Minimal Commitments of Dialectical Inquiry
What Must Be True for Questioning to Matter, and Why It’s a Game Worth Playing
I – What’s the Point?
Many arguments fail not because of errors in logic, but because the conditions for genuine disagreement are never actually met. Most disputes, regardless of discipline, happen before important terms, ideas, or even the scope of an assertion are clarified.
This work is concerned with a common type of argumentative failure. A dispute may present itself as rational inquiry. Does it truly satisfy the conditions that make meaningful disagreement possible? If not, it is no more than mere opposition. This failure is of intelligibility, not a failure of intelligence or rhetorical ability.
This work does not claim to exhaust all meaningful practices of understanding or correction, only those that operate through reasons, disagreement, and refutation. Its primary focus is dialectical inquiry.

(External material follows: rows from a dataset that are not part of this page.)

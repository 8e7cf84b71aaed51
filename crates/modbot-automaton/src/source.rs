//! Matrix sources.
//!
//! A [`MatrixSource`] is a blocking pull of complete samples. The line
//! protocol used by the sensor board sends one comma-separated row per line
//! and a fixed number of rows per sample.

use std::collections::VecDeque;
use std::fs::File;
use std::io::{BufRead, BufReader};
use std::path::Path;

use tracing::{debug, trace};

use crate::decoder::ConnectivityMatrix;
use crate::error::{AutomatonError, AutomatonResult};

/// Supplier of connectivity matrices.
pub trait MatrixSource {
    /// Block until the next full sample is available.
    ///
    /// Returns `Ok(None)` when the source ends cleanly between samples. A
    /// source that ends partway through a sample returns an error rather
    /// than a partial matrix.
    fn next_matrix(&mut self) -> AutomatonResult<Option<ConnectivityMatrix>>;
}

/// Reads samples from a line-oriented stream.
pub struct LineMatrixSource<R> {
    reader: R,
    rows: usize,
    line: String,
}

impl<R: BufRead> LineMatrixSource<R> {
    /// Read samples of `rows` lines each from `reader`.
    ///
    /// `rows` must be at least one; a zero-row sample would never end.
    pub fn new(reader: R, rows: usize) -> AutomatonResult<Self> {
        if rows == 0 {
            return Err(AutomatonError::MalformedMatrix {
                message: "a sample needs at least one row".to_string(),
            });
        }
        Ok(Self {
            reader,
            rows,
            line: String::new(),
        })
    }
}

impl LineMatrixSource<BufReader<File>> {
    /// Open a file or character device.
    pub fn open(path: impl AsRef<Path>, rows: usize) -> AutomatonResult<Self> {
        let file = File::open(path.as_ref())?;
        debug!(path = %path.as_ref().display(), rows, "matrix_source_opened");
        Self::new(BufReader::new(file), rows)
    }
}

/// Parse one comma-separated row.
pub fn parse_row(line: &str) -> AutomatonResult<Vec<u8>> {
    line.split(',')
        .map(|cell| {
            cell.trim()
                .parse::<u8>()
                .map_err(|_| AutomatonError::MalformedMatrix {
                    message: format!(
                        "cell '{}' in row '{}' is not a value in 0..=255",
                        cell.trim(),
                        line
                    ),
                })
        })
        .collect()
}

impl<R: BufRead> MatrixSource for LineMatrixSource<R> {
    fn next_matrix(&mut self) -> AutomatonResult<Option<ConnectivityMatrix>> {
        let mut rows = Vec::with_capacity(self.rows);

        while rows.len() < self.rows {
            self.line.clear();
            if self.reader.read_line(&mut self.line)? == 0 {
                if rows.is_empty() {
                    return Ok(None);
                }
                return Err(AutomatonError::ShortRead {
                    expected: self.rows,
                    received: rows.len(),
                });
            }
            let line = self.line.trim();
            if line.is_empty() {
                continue;
            }
            trace!(line, "matrix_row_read");
            rows.push(parse_row(line)?);
        }

        ConnectivityMatrix::new(rows).map(Some)
    }
}

/// Replays a fixed list of samples.
#[derive(Debug, Clone, Default)]
pub struct ReplaySource {
    samples: VecDeque<ConnectivityMatrix>,
}

impl ReplaySource {
    pub fn new(samples: impl IntoIterator<Item = ConnectivityMatrix>) -> Self {
        Self {
            samples: samples.into_iter().collect(),
        }
    }

    /// Remaining samples.
    pub fn remaining(&self) -> usize {
        self.samples.len()
    }
}

impl MatrixSource for ReplaySource {
    fn next_matrix(&mut self) -> AutomatonResult<Option<ConnectivityMatrix>> {
        Ok(self.samples.pop_front())
    }
}

#[cfg(test)]
mod tests {
    use super::*;
    use std::io::Cursor;

    #[test]
    fn test_reads_complete_samples() {
        let input = "1,0,0\n0,12,0\n0,0,28\n\n0,0,0\n0,0,0\n0,0,0\n";
        let mut source = LineMatrixSource::new(Cursor::new(input), 3).unwrap();

        let first = source.next_matrix().unwrap().unwrap();
        assert_eq!(first.rows()[1], vec![0, 12, 0]);
        let second = source.next_matrix().unwrap().unwrap();
        assert!(second.rows().iter().flatten().all(|&v| v == 0));
        assert!(source.next_matrix().unwrap().is_none());
    }

    #[test]
    fn test_short_read_is_an_error() {
        let mut source = LineMatrixSource::new(Cursor::new("1,0,0\n0,12,0\n"), 3).unwrap();
        assert!(matches!(
            source.next_matrix(),
            Err(AutomatonError::ShortRead {
                expected: 3,
                received: 2
            })
        ));
    }

    #[test]
    fn test_bad_cell_is_an_error() {
        let mut source = LineMatrixSource::new(Cursor::new("1,x,0\n"), 1).unwrap();
        assert!(matches!(
            source.next_matrix(),
            Err(AutomatonError::MalformedMatrix { .. })
        ));
        assert!(parse_row("256").is_err());
        assert_eq!(parse_row(" 4 , 20 ").unwrap(), vec![4, 20]);
    }

    #[test]
    fn test_zero_rows_rejected() {
        assert!(matches!(
            LineMatrixSource::new(Cursor::new(""), 0),
            Err(AutomatonError::MalformedMatrix { .. })
        ));
        assert!(matches!(
            LineMatrixSource::new(Cursor::new("0,0\n0,0\n"), 0),
            Err(AutomatonError::MalformedMatrix { .. })
        ));
    }

    #[test]
    fn test_replay_source_drains() {
        let sample = ConnectivityMatrix::new(vec![vec![0]]).unwrap();
        let mut source = ReplaySource::new([sample.clone(), sample]);
        assert_eq!(source.remaining(), 2);
        assert!(source.next_matrix().unwrap().is_some());
        assert!(source.next_matrix().unwrap().is_some());
        assert!(source.next_matrix().unwrap().is_none());
    }
}
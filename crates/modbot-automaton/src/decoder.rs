//! Connectivity-matrix decoding.
//!
//! The hardware reports one row per unit and one column per port. A cell is
//! `0` when the port is free, `1` when it holds the control unit, and
//! otherwise packs the mated plug as `(unit << 3) | port`.
//!
//! The decoder keeps an occupancy record between samples and turns each new
//! sample into the connect/disconnect actions that happened since the last
//! one, in row-major order.

use std::collections::BTreeSet;

use modbot_core::{Action, Orientation, PortId, UnitId};
use serde::{Deserialize, Serialize};
use tracing::debug;

use crate::error::{AutomatonError, AutomatonResult};

/// Cell value meaning "connected to the control unit".
pub const CONTROL_SENTINEL: u8 = 1;

/// Largest target unit the 5 high bits can carry.
pub const MAX_TARGET_UNIT: u8 = 0b1_1111;

/// Largest target port the 3 low bits can carry.
pub const MAX_TARGET_PORT: u8 = 0b111;

const PORT_BITS: u8 = 3;

/// Pack a target unit and port into a cell value.
pub fn pack_target(unit: u8, port: u8) -> Option<u8> {
    if unit > MAX_TARGET_UNIT || port > MAX_TARGET_PORT {
        return None;
    }
    Some((unit << PORT_BITS) | port)
}

/// Split a cell value into its target unit and port.
pub fn unpack_target(value: u8) -> (UnitId, PortId) {
    (UnitId(value >> PORT_BITS), PortId(value & MAX_TARGET_PORT))
}

/// One sample of the sensor matrix.
#[derive(Debug, Clone, PartialEq, Eq, Serialize, Deserialize)]
#[serde(try_from = "Vec<Vec<u8>>", into = "Vec<Vec<u8>>")]
pub struct ConnectivityMatrix {
    rows: Vec<Vec<u8>>,
}

impl ConnectivityMatrix {
    /// Build a matrix, rejecting ragged rows.
    pub fn new(rows: Vec<Vec<u8>>) -> AutomatonResult<Self> {
        if rows.len() > usize::from(u8::MAX) {
            return Err(AutomatonError::MalformedMatrix {
                message: format!("{} rows exceeds the unit id range", rows.len()),
            });
        }
        if let Some(first) = rows.first() {
            let cols = first.len();
            if cols > usize::from(u8::MAX) {
                return Err(AutomatonError::MalformedMatrix {
                    message: format!("{} columns exceeds the port id range", cols),
                });
            }
            if let Some((i, row)) = rows.iter().enumerate().find(|(_, r)| r.len() != cols) {
                return Err(AutomatonError::MalformedMatrix {
                    message: format!("row {} has {} cells, expected {}", i, row.len(), cols),
                });
            }
        }
        Ok(Self { rows })
    }

    pub fn row_count(&self) -> usize {
        self.rows.len()
    }

    pub fn col_count(&self) -> usize {
        self.rows.first().map(Vec::len).unwrap_or(0)
    }

    pub fn get(&self, row: usize, col: usize) -> Option<u8> {
        self.rows.get(row).and_then(|r| r.get(col)).copied()
    }

    pub fn rows(&self) -> &[Vec<u8>] {
        &self.rows
    }
}

impl TryFrom<Vec<Vec<u8>>> for ConnectivityMatrix {
    type Error = AutomatonError;

    fn try_from(rows: Vec<Vec<u8>>) -> Result<Self, Self::Error> {
        Self::new(rows)
    }
}

impl From<ConnectivityMatrix> for Vec<Vec<u8>> {
    fn from(matrix: ConnectivityMatrix) -> Self {
        matrix.rows
    }
}

/// A matrix cell: zero-based unit row and port column.
#[derive(Debug, Clone, Copy, PartialEq, Eq, Hash, PartialOrd, Ord, Serialize, Deserialize)]
pub struct Cell {
    pub unit_index: usize,
    pub port_index: usize,
}

impl Cell {
    fn unit(&self) -> UnitId {
        UnitId((self.unit_index + 1) as u8)
    }

    fn port(&self) -> PortId {
        PortId((self.port_index + 1) as u8)
    }
}

/// Turns successive matrix samples into action sequences.
#[derive(Debug, Clone, Default)]
pub struct MatrixDecoder {
    occupancy: BTreeSet<Cell>,
}

impl MatrixDecoder {
    pub fn new() -> Self {
        Self::default()
    }

    /// Diff `matrix` against the occupancy record and update it.
    ///
    /// A cell that changes from one non-zero value to another emits nothing;
    /// the hardware always passes through `0` on a physical swap.
    pub fn decode(&mut self, matrix: &ConnectivityMatrix) -> Vec<Action> {
        let mut actions = Vec::new();

        for (unit_index, row) in matrix.rows().iter().enumerate() {
            for (port_index, &value) in row.iter().enumerate() {
                let cell = Cell {
                    unit_index,
                    port_index,
                };
                let occupied = self.occupancy.contains(&cell);

                if value != 0 && !occupied {
                    self.occupancy.insert(cell);
                    actions.push(connect_action(cell, value));
                } else if value == 0 && occupied {
                    self.occupancy.remove(&cell);
                    actions.push(Action::Disconnect {
                        unit: cell.unit(),
                        port: cell.port(),
                    });
                }
            }
        }

        debug!(
            actions = actions.len(),
            occupied = self.occupancy.len(),
            "matrix_decoded"
        );
        actions
    }

    /// Cells currently believed connected.
    pub fn occupancy(&self) -> &BTreeSet<Cell> {
        &self.occupancy
    }

    pub fn is_occupied(&self, unit_index: usize, port_index: usize) -> bool {
        self.occupancy.contains(&Cell {
            unit_index,
            port_index,
        })
    }

    /// Forget every occupied cell.
    pub fn reset(&mut self) {
        self.occupancy.clear();
    }
}

fn connect_action(cell: Cell, value: u8) -> Action {
    // The sensor does not report orientation.
    if value == CONTROL_SENTINEL {
        return Action::ConnectControl {
            unit: cell.unit(),
            port: cell.port(),
            orientation: Orientation::O1,
        };
    }
    let (target, target_port) = unpack_target(value);
    Action::Connect {
        unit: cell.unit(),
        port: cell.port(),
        target,
        target_port,
        orientation: Orientation::O1,
    }
}

#[cfg(test)]
mod tests {
    use super::*;

    fn matrix(rows: &[&[u8]]) -> ConnectivityMatrix {
        ConnectivityMatrix::new(rows.iter().map(|r| r.to_vec()).collect()).unwrap()
    }

    #[test]
    fn test_pack_unpack_inverse() {
        for unit in 0..=MAX_TARGET_UNIT {
            for port in 0..=MAX_TARGET_PORT {
                let value = pack_target(unit, port).unwrap();
                assert_eq!(unpack_target(value), (UnitId(unit), PortId(port)));
            }
        }
        assert_eq!(pack_target(32, 0), None);
        assert_eq!(pack_target(0, 8), None);
    }

    #[test]
    fn test_scenario_first_sample() {
        let mut decoder = MatrixDecoder::new();
        let actions = decoder.decode(&matrix(&[&[1, 0, 0], &[0, 12, 0], &[0, 0, 28]]));

        assert_eq!(
            actions,
            vec![
                Action::ConnectControl {
                    unit: UnitId(1),
                    port: PortId(1),
                    orientation: Orientation::O1,
                },
                Action::Connect {
                    unit: UnitId(2),
                    port: PortId(2),
                    target: UnitId(1),
                    target_port: PortId(4),
                    orientation: Orientation::O1,
                },
                Action::Connect {
                    unit: UnitId(3),
                    port: PortId(3),
                    target: UnitId(3),
                    target_port: PortId(4),
                    orientation: Orientation::O1,
                },
            ]
        );
        assert_eq!(decoder.occupancy().len(), 3);
    }

    #[test]
    fn test_repeated_sample_is_silent() {
        let mut decoder = MatrixDecoder::new();
        let sample = matrix(&[&[1, 0, 0], &[0, 12, 0], &[0, 0, 28]]);
        decoder.decode(&sample);
        assert!(decoder.decode(&sample).is_empty());
    }

    #[test]
    fn test_cleared_row_disconnects() {
        let mut decoder = MatrixDecoder::new();
        decoder.decode(&matrix(&[&[1, 0, 0], &[0, 12, 0], &[0, 0, 28]]));

        let actions = decoder.decode(&matrix(&[&[1, 0, 0], &[0, 0, 0], &[0, 0, 28]]));
        assert_eq!(
            actions,
            vec![Action::Disconnect {
                unit: UnitId(2),
                port: PortId(2)
            }]
        );
        assert!(!decoder.is_occupied(1, 1));
        assert!(decoder.is_occupied(0, 0));
    }

    #[test]
    fn test_value_change_without_zero_is_ignored() {
        let mut decoder = MatrixDecoder::new();
        decoder.decode(&matrix(&[&[12]]));
        assert!(decoder.decode(&matrix(&[&[20]])).is_empty());
    }

    #[test]
    fn test_reset_reemits_connections() {
        let mut decoder = MatrixDecoder::new();
        let sample = matrix(&[&[0, 20]]);
        decoder.decode(&sample);
        decoder.reset();
        assert_eq!(decoder.decode(&sample).len(), 1);
    }

    #[test]
    fn test_ragged_matrix_rejected() {
        let err = ConnectivityMatrix::new(vec![vec![0, 0, 0], vec![0, 0]]).unwrap_err();
        assert!(matches!(err, AutomatonError::MalformedMatrix { .. }));
    }

    #[test]
    fn test_matrix_deserialize_validates() {
        let ok: ConnectivityMatrix = serde_json::from_str("[[1,0],[0,12]]").unwrap();
        assert_eq!(ok.row_count(), 2);
        assert_eq!(ok.get(1, 1), Some(12));
        assert!(serde_json::from_str::<ConnectivityMatrix>("[[1,0],[0]]").is_err());
    }
}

II – Why Inquiry is Not Neutral
Inquiry must not be neutral in the sense of being free of presuppositions if it is to occur at all. This isn’t to say that people are merely bad at arguments, nor is it a claim about bias, bad faith, or ideological distortion. This is a requirement for inquiry to be intelligible in the first place, and not a moral or philosophical failure. If dialectical inquiry is intelligible, it must rely on a stable reference and the possibility of being corrected through some form of engagement.
Outcomes can be neutral, however, neutrality about conditions makes inquiry unintelligible. Inquiry itself begins with a question, which assumes that answers are possible, that reasons for questioning can count, and that disagreement may be meaningful. One may ask if skepticism is excluded by this condition. Skepticism legitimately belongs within this non-neutral space.
Let us use an operational definition of skepticism: Skepticism withholds assent, tests claims, and refuses premature closure. Does skepticism not presuppose the very conditions it questions? Does doubt only function where correction is possible? Does withholding assent to a claim mean denying intelligibility? This suggests that questioning presupposes that an answer can matter, that doubt only functions where correction is possible, and that error can only exist where truth is meaningful. The only error that may follow from this is the denial of intelligibility itself.
Many positions operate as if questioning matters, but withhold the conditions of questioning itself. One may assert that an answer is equally grounded in nothing, or that correction is mere preference, or that inquiry is a mere battle of rhetorical strengths. Some may even continue to speak while opting out of these necessary conditions for inquiry. If assertions are merely perspectives, what is the purpose of argument? If there is no stable reference for the definition of a key term, or if disagreement is merely performative rather than a genuine means of discovering truth, is there a point beyond personal expression or subjective critique?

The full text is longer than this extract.